What you will do | A single number is wanted: how many lines of the data include the string "super".

Provided entries |
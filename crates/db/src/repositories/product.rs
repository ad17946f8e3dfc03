//! Product catalog repository.

use punto_shared::types::{MAX_AMOUNT, PageRequest, PageResponse, ProductId};
use rust_decimal::Decimal;
use sea_orm::{
    ActiveModelTrait, ColumnTrait, DatabaseConnection, DbErr, EntityTrait, PaginatorTrait,
    QueryFilter, QueryOrder, QuerySelect, Set,
};

use crate::entities::products;

/// Error types for product operations.
#[derive(Debug, thiserror::Error)]
pub enum ProductError {
    /// Product not found.
    #[error("Product not found: {0}")]
    NotFound(ProductId),

    /// SKU already in use.
    #[error("SKU '{0}' already exists")]
    DuplicateSku(String),

    /// SKU or name missing.
    #[error("Product {0} is required")]
    MissingField(&'static str),

    /// Price cannot be negative.
    #[error("Unit price cannot be negative")]
    NegativePrice,

    /// Price beyond the storable maximum.
    #[error("Unit price exceeds the supported maximum")]
    PriceTooLarge,

    /// Database error.
    #[error("Database error: {0}")]
    Database(#[from] DbErr),
}

/// Input for creating a product.
#[derive(Debug, Clone)]
pub struct CreateProductInput {
    /// Stock keeping unit, unique.
    pub sku: String,
    /// Display name.
    pub name: String,
    /// List price.
    pub unit_price: Decimal,
}

/// Product repository for CRUD operations.
#[derive(Debug, Clone)]
pub struct ProductRepository {
    db: DatabaseConnection,
}

impl ProductRepository {
    /// Creates a new product repository.
    #[must_use]
    pub const fn new(db: DatabaseConnection) -> Self {
        Self { db }
    }

    /// Creates a product.
    ///
    /// # Errors
    ///
    /// Returns `DuplicateSku` if the SKU is taken, or a validation error.
    pub async fn create_product(
        &self,
        input: CreateProductInput,
    ) -> Result<products::Model, ProductError> {
        let sku = input.sku.trim().to_uppercase();
        let name = input.name.trim().to_string();
        if sku.is_empty() {
            return Err(ProductError::MissingField("sku"));
        }
        if name.is_empty() {
            return Err(ProductError::MissingField("name"));
        }
        if input.unit_price < Decimal::ZERO {
            return Err(ProductError::NegativePrice);
        }
        if input.unit_price > MAX_AMOUNT {
            return Err(ProductError::PriceTooLarge);
        }

        let existing = products::Entity::find()
            .filter(products::Column::Sku.eq(&sku))
            .one(&self.db)
            .await?;
        if existing.is_some() {
            return Err(ProductError::DuplicateSku(sku));
        }

        let now = chrono::Utc::now().into();
        let product = products::ActiveModel {
            sku: Set(sku),
            name: Set(name),
            unit_price: Set(input.unit_price),
            is_active: Set(true),
            created_at: Set(now),
            updated_at: Set(now),
            ..Default::default()
        };

        let product = product.insert(&self.db).await?;
        tracing::info!(product_id = product.id, sku = %product.sku, "Product created");
        Ok(product)
    }

    /// Finds a product by ID.
    ///
    /// # Errors
    ///
    /// Returns an error if the database query fails.
    pub async fn find_product(
        &self,
        id: ProductId,
    ) -> Result<Option<products::Model>, ProductError> {
        Ok(products::Entity::find_by_id(id.into_inner()).one(&self.db).await?)
    }

    /// Lists products ordered by SKU.
    ///
    /// # Errors
    ///
    /// Returns an error if the database query fails.
    pub async fn list_products(
        &self,
        search: Option<String>,
        page: PageRequest,
    ) -> Result<PageResponse<products::Model>, ProductError> {
        let page = page.normalized();
        let mut query = products::Entity::find();
        if let Some(search) = search.map(|s| s.trim().to_string()).filter(|s| !s.is_empty()) {
            query = query.filter(
                products::Column::Name
                    .contains(&search)
                    .or(products::Column::Sku.contains(search.to_uppercase())),
            );
        }

        let total = query.clone().count(&self.db).await?;
        let data = query
            .order_by_asc(products::Column::Sku)
            .offset(page.offset())
            .limit(page.limit())
            .all(&self.db)
            .await?;

        Ok(PageResponse::new(data, page.page, page.per_page, total))
    }
}
//! Document error types.

use punto_shared::types::SaleId;
use thiserror::Error;

use super::types::{DocumentKind, DocumentStatus};

/// Errors that can occur while creating or updating documents.
#[derive(Debug, Error)]
pub enum DocumentError {
    // ========== Validation Errors ==========
    /// Document has no lines.
    #[error("Document must have at least one line")]
    NoLines,

    /// Line quantity must be positive.
    #[error("Line {line}: quantity must be greater than zero")]
    NonPositiveQuantity {
        /// 1-based line number.
        line: usize,
    },

    /// Unit price cannot be negative.
    #[error("Line {line}: unit price cannot be negative")]
    NegativePrice {
        /// 1-based line number.
        line: usize,
    },

    /// Discount cannot be negative.
    #[error("Line {line}: discount cannot be negative")]
    NegativeDiscount {
        /// 1-based line number.
        line: usize,
    },

    /// Discount larger than the line.
    #[error("Line {line}: discount exceeds line amount")]
    DiscountExceedsLine {
        /// 1-based line number.
        line: usize,
    },

    /// Line quantity, price or amount beyond the storable range.
    #[error("Line {line}: amount exceeds the supported maximum")]
    LineAmountOverflow {
        /// 1-based line number.
        line: usize,
    },

    /// Document subtotal beyond the storable range.
    #[error("Document total exceeds the supported maximum")]
    AmountOverflow,

    /// Sale without payment method.
    #[error("Sales require a payment method")]
    MissingPaymentMethod,

    /// Account sale without client.
    #[error("Account sales require a client")]
    AccountSaleRequiresClient,

    /// Payment details on an order or quotation.
    #[error("Only sales can carry a payment method or cash session")]
    PaymentOnNonSale,

    // ========== State Errors ==========
    /// Document not found.
    #[error("Document not found: {0}")]
    NotFound(SaleId),

    /// Status change not allowed.
    #[error("{kind} cannot move from {from} to {to}")]
    InvalidTransition {
        /// Document kind.
        kind: DocumentKind,
        /// Current status.
        from: DocumentStatus,
        /// Requested status.
        to: DocumentStatus,
    },
}

impl DocumentError {
    /// Returns the error code for API responses.
    #[must_use]
    pub fn error_code(&self) -> &'static str {
        match self {
            Self::NoLines => "NO_LINES",
            Self::NonPositiveQuantity { .. } => "NON_POSITIVE_QUANTITY",
            Self::NegativePrice { .. } => "NEGATIVE_PRICE",
            Self::NegativeDiscount { .. } => "NEGATIVE_DISCOUNT",
            Self::DiscountExceedsLine { .. } => "DISCOUNT_EXCEEDS_LINE",
            Self::LineAmountOverflow { .. } | Self::AmountOverflow => "AMOUNT_OVERFLOW",
            Self::MissingPaymentMethod => "MISSING_PAYMENT_METHOD",
            Self::AccountSaleRequiresClient => "ACCOUNT_SALE_REQUIRES_CLIENT",
            Self::PaymentOnNonSale => "PAYMENT_ON_NON_SALE",
            Self::NotFound(_) => "DOCUMENT_NOT_FOUND",
            Self::InvalidTransition { .. } => "INVALID_STATUS_TRANSITION",
        }
    }

    /// Returns the HTTP status code for this error.
    #[must_use]
    pub fn http_status_code(&self) -> u16 {
        match self {
            Self::NotFound(_) => 404,
            Self::InvalidTransition { .. } => 422,
            _ => 400,
        }
    }
}

#[cfg(test)]
mod tests {
    use super::*;

    #[test]
    fn test_transition_error_message() {
        let err = DocumentError::InvalidTransition {
            kind: DocumentKind::Order,
            from: DocumentStatus::Cancelled,
            to: DocumentStatus::Completed,
        };
        assert_eq!(err.to_string(), "ORDER cannot move from CANCELLED to COMPLETED");
        assert_eq!(err.http_status_code(), 422);
    }

    #[test]
    fn test_validation_errors_are_400() {
        assert_eq!(DocumentError::NoLines.http_status_code(), 400);
        assert_eq!(DocumentError::DiscountExceedsLine { line: 2 }.http_status_code(), 400);
        assert_eq!(DocumentError::AmountOverflow.http_status_code(), 400);
        assert_eq!(DocumentError::NotFound(SaleId::new(1)).http_status_code(), 404);
    }
}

Finished exercise | 2